As far as eco-friendly period products go, menstrual cups are a winner. They’re reusable, nontoxic, long-wearing, inexpensive, zero-waste—the list goes on.

Since they’re washable and reusable, they’re also extremely economical, since you don’t have to continue to buy new ones each month. This also means that they generate far less waste than their disposal counterparts. And the amount of waste from disposable menstrual products is staggering.

The Benefits of Using a Menstrual Cup

Menstrual cups are pretty great for the planet. In the United States alone, an estimated 12 billion pads and 7 billion tampons are discarded every year. Globally, that number is thought to be upwards of 100 billion disposed-of menstrual products, which go to landfills since they’re nonrecyclable. 

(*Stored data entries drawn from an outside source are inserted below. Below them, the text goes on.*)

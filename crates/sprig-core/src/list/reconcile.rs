//! Keyed diff between two snapshots of an ordered sequence.
//!
//! The walk only decides what happens to which item; applying it is up to
//! the [`ListOps`] implementation. `relocate` and `insert` name the item the
//! target should end up in front of (`None` for the end of the list), as
//! seen by someone replaying the operations in the order they are issued.

use std::collections::HashMap;
use std::mem;
use std::ops::Range;

use crate::error::{Error, Result};
use crate::value::Key;

pub trait ListOps<T, V> {
    /// Re-binds a reused item to its new value.
    fn update(&mut self, item: &mut T, value: V) -> Result<()>;
    /// Creates an item. A failed insert leaves nothing behind.
    fn insert(&mut self, value: V, before: Option<&T>) -> Result<T>;
    fn relocate(&mut self, item: &T, before: Option<&T>) -> Result<()>;
    fn remove(&mut self, item: T) -> Result<()>;
}

/// A walk stopped by a failing operation. `items` holds every item the walk
/// still owned, placed or not, in no particular order.
#[derive(Debug)]
pub struct Interrupted<T> {
    pub error: Error,
    pub items: Vec<T>,
}

fn index_window(keys: &[Key], window: Range<usize>) -> HashMap<&Key, usize> {
    window.map(|i| (&keys[i], i)).collect()
}

/// Four-way scan from both ends; falls back to key lookups only for the
/// scrambled middle. Keys must be unique within each snapshot.
pub fn reconcile<T, V, O>(
    old_keys: &[Key],
    old_items: Vec<T>,
    new_keys: &[Key],
    new_values: Vec<V>,
    ops: &mut O,
) -> std::result::Result<Vec<T>, Interrupted<T>>
where
    V: Default,
    O: ListOps<T, V>,
{
    debug_assert_eq!(old_keys.len(), old_items.len());
    debug_assert_eq!(new_keys.len(), new_values.len());

    let mut old: Vec<Option<T>> = old_items.into_iter().map(Some).collect();
    let mut new: Vec<Option<T>> = (0..new_keys.len()).map(|_| None).collect();
    match walk(old_keys, &mut old, new_keys, &mut new, new_values, ops) {
        Ok(()) => Ok(new.into_iter().flatten().collect()),
        Err(error) => Err(Interrupted {
            error,
            items: new.into_iter().chain(old).flatten().collect(),
        }),
    }
}

/// Items are parked in their `new` slot before being updated, so a failing
/// update never loses one.
fn walk<T, V, O>(
    old_keys: &[Key],
    old: &mut [Option<T>],
    new_keys: &[Key],
    new: &mut [Option<T>],
    mut values: Vec<V>,
    ops: &mut O,
) -> Result<()>
where
    V: Default,
    O: ListOps<T, V>,
{
    let (mut old_head, mut old_tail) = (0, old.len());
    let (mut new_head, mut new_tail) = (0, new.len());
    let mut old_index: Option<HashMap<&Key, usize>> = None;
    let mut new_index: Option<HashMap<&Key, usize>> = None;

    while old_head < old_tail && new_head < new_tail {
        if old[old_head].is_none() {
            old_head += 1;
            continue;
        }
        if old[old_tail - 1].is_none() {
            old_tail -= 1;
            continue;
        }

        if old_keys[old_head] == new_keys[new_head] {
            new[new_head] = old[old_head].take();
            if let Some(item) = &mut new[new_head] {
                ops.update(item, mem::take(&mut values[new_head]))?;
            }
            old_head += 1;
            new_head += 1;
        } else if old_keys[old_tail - 1] == new_keys[new_tail - 1] {
            new[new_tail - 1] = old[old_tail - 1].take();
            if let Some(item) = &mut new[new_tail - 1] {
                ops.update(item, mem::take(&mut values[new_tail - 1]))?;
            }
            old_tail -= 1;
            new_tail -= 1;
        } else if old_keys[old_head] == new_keys[new_tail - 1] {
            new[new_tail - 1] = old[old_head].take();
            if let Some(item) = &mut new[new_tail - 1] {
                ops.update(item, mem::take(&mut values[new_tail - 1]))?;
            }
            if let Some(item) = &new[new_tail - 1] {
                ops.relocate(item, new.get(new_tail).and_then(Option::as_ref))?;
            }
            old_head += 1;
            new_tail -= 1;
        } else if old_keys[old_tail - 1] == new_keys[new_head] {
            new[new_head] = old[old_tail - 1].take();
            if let Some(item) = &mut new[new_head] {
                ops.update(item, mem::take(&mut values[new_head]))?;
            }
            if let Some(item) = &new[new_head] {
                ops.relocate(item, old[old_head].as_ref())?;
            }
            old_tail -= 1;
            new_head += 1;
        } else {
            let new_window = new_index.get_or_insert_with(|| index_window(new_keys, new_head..new_tail));
            let in_new_window = |key: &Key| {
                new_window
                    .get(key)
                    .is_some_and(|i| (new_head..new_tail).contains(i))
            };

            if !in_new_window(&old_keys[old_head]) {
                if let Some(item) = old[old_head].take() {
                    ops.remove(item)?;
                }
                old_head += 1;
            } else if !in_new_window(&old_keys[old_tail - 1]) {
                if let Some(item) = old[old_tail - 1].take() {
                    ops.remove(item)?;
                }
                old_tail -= 1;
            } else {
                let old_window = old_index.get_or_insert_with(|| index_window(old_keys, old_head..old_tail));
                let reusable = old_window
                    .get(&new_keys[new_head])
                    .copied()
                    .filter(|i| (old_head..old_tail).contains(i));
                let value = mem::take(&mut values[new_head]);
                match reusable.and_then(|i| old[i].take()) {
                    Some(item) => {
                        new[new_head] = Some(item);
                        if let Some(item) = &mut new[new_head] {
                            ops.update(item, value)?;
                        }
                        if let Some(item) = &new[new_head] {
                            ops.relocate(item, old[old_head].as_ref())?;
                        }
                    }
                    None => {
                        let item = ops.insert(value, old[old_head].as_ref())?;
                        new[new_head] = Some(item);
                    }
                }
                new_head += 1;
            }
        }
    }

    while new_head < new_tail {
        let value = mem::take(&mut values[new_head]);
        let item = ops.insert(value, new.get(new_tail).and_then(Option::as_ref))?;
        new[new_head] = Some(item);
        new_head += 1;
    }
    while old_head < old_tail {
        if let Some(item) = old[old_head].take() {
            ops.remove(item)?;
        }
        old_head += 1;
    }
    Ok(())
}

/// Position-for-position rebind: update the common prefix, then append or
/// drop the difference.
pub fn reconcile_positional<T, V, O>(
    old_items: Vec<T>,
    new_values: Vec<V>,
    ops: &mut O,
) -> std::result::Result<Vec<T>, Interrupted<T>>
where
    O: ListOps<T, V>,
{
    let mut items = Vec::with_capacity(new_values.len());
    let mut old = old_items.into_iter();
    let walked = (|| -> Result<()> {
        for value in new_values {
            match old.next() {
                Some(item) => {
                    items.push(item);
                    if let Some(item) = items.last_mut() {
                        ops.update(item, value)?;
                    }
                }
                None => {
                    let item = ops.insert(value, None)?;
                    items.push(item);
                }
            }
        }
        for item in old.by_ref() {
            ops.remove(item)?;
        }
        Ok(())
    })();
    match walked {
        Ok(()) => Ok(items),
        Err(error) => Err(Interrupted {
            error,
            items: items.into_iter().chain(old).collect(),
        }),
    }
}
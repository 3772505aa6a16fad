use std::cell::Ref;
use std::rc::Rc;

use crate::binding::{Binding, resolve_binding};
use crate::block::BlockTree;
use crate::effect::effect_fn;
use crate::error::Result;
use crate::host::Host;
use crate::part::Part;
use crate::scheduler::{Scheduler, SchedulerOptions};
use crate::tree::{HostTree, NodeId};
use crate::updater::{Updater, WaitForUpdate};
use crate::value::Value;

#[derive(Clone, Copy, Debug, Default, PartialEq, Eq)]
pub struct EngineOptions {
    pub scheduler: SchedulerOptions,
}

/// Entry point: owns the host tree and the root updater, and mounts values
/// into containers.
pub struct Engine {
    updater: Rc<Updater>,
}

impl Engine {
    pub fn new(host: Rc<dyn Host>, options: EngineOptions) -> Self {
        let scheduler = Scheduler::new(host, options.scheduler);
        Self {
            updater: Updater::new(scheduler),
        }
    }

    /// A fresh root node to mount into.
    pub fn create_container(&self) -> NodeId {
        self.updater.with_host(HostTree::create_root)
    }

    /// Renders `value` at the end of `container`. Nothing reaches the host
    /// tree until the scheduled tasks run.
    pub fn mount(&self, value: impl Into<Value>, container: NodeId) -> Result<Root> {
        let anchor = self.updater.with_host(|host| {
            let anchor = host.create_comment("");
            host.append_child(container, anchor).map(|_| anchor)
        })?;
        let mut binding = resolve_binding(value.into(), Part::ChildNode { anchor }, &self.updater)?;
        binding.connect(&self.updater)?;
        self.updater.schedule_update();
        log::debug!("mounted root at {anchor:?}");
        Ok(Root {
            updater: self.updater.clone(),
            binding,
            anchor,
        })
    }

    pub fn host_tree(&self) -> Ref<'_, HostTree> {
        self.updater.host_tree()
    }

    pub fn blocks(&self) -> Ref<'_, BlockTree> {
        self.updater.blocks()
    }

    pub fn scheduler(&self) -> &Scheduler {
        self.updater.scheduler()
    }

    pub fn updater(&self) -> &Rc<Updater> {
        &self.updater
    }

    pub fn pending_tasks(&self) -> usize {
        self.updater.pending_tasks()
    }

    pub fn wait_for_update(&self) -> WaitForUpdate {
        self.updater.wait_for_update()
    }
}

/// A mounted value.
pub struct Root {
    updater: Rc<Updater>,
    binding: Box<dyn Binding>,
    anchor: NodeId,
}

impl Root {
    pub fn anchor(&self) -> NodeId {
        self.anchor
    }

    pub fn value(&self) -> &Value {
        self.binding.value()
    }

    /// Re-renders the root with `value`. A failed bind still commits the
    /// edits it queued before failing.
    pub fn update(&mut self, value: impl Into<Value>) -> Result<()> {
        let bound = self.binding.bind(value.into(), &self.updater);
        self.updater.schedule_update();
        bound
    }

    /// Removes the rendered content and the anchor, and releases every block
    /// under this root.
    pub fn unmount(mut self) {
        self.binding.unbind(&self.updater);
        self.binding.disconnect();
        let anchor = self.anchor;
        self.updater
            .enqueue_mutation_effect(effect_fn(move |_, host| Ok(host.remove(anchor)?)));
        self.updater.schedule_update();
        log::debug!("unmounted root at {anchor:?}");
    }
}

Plus, think about the cost to the consumer. Using single-use disposable period products means repurchasing boxes and boxes of new ones frequently. But a single menstrual cup will last you quite a few years, saving you tons of money where you may not have thought possible in your budget. 

Menstrual cups are also, to many first-timers’ surprise, highly convenient for the wearer. Since they can hold more blood than other methods, they can be worn for much longer (up to twelve hours, in fact!) perfectly safely. Cups also don’t pose a substantial risk of toxic shock syndrome, a rare danger associated with tampon use (there is no such thing as zero risk for any period product). There are even some models that can be worn during sex. 

Overall, menstrual cups are planet-friendly, cost-effective, convenient—what’s not to love? There’s a cup out there for every body that menstruates, and with their growing visibility and popularity in the world of period products, there’s never been a better time to give it a try. 

But all the options out there can be overwhelming… and how do you know if you’re doing it right? We spoke to Cathy Feller, MD, a family medicine specialist with UCHealth in Colorado Springs, to get some answers to your most pressing questions.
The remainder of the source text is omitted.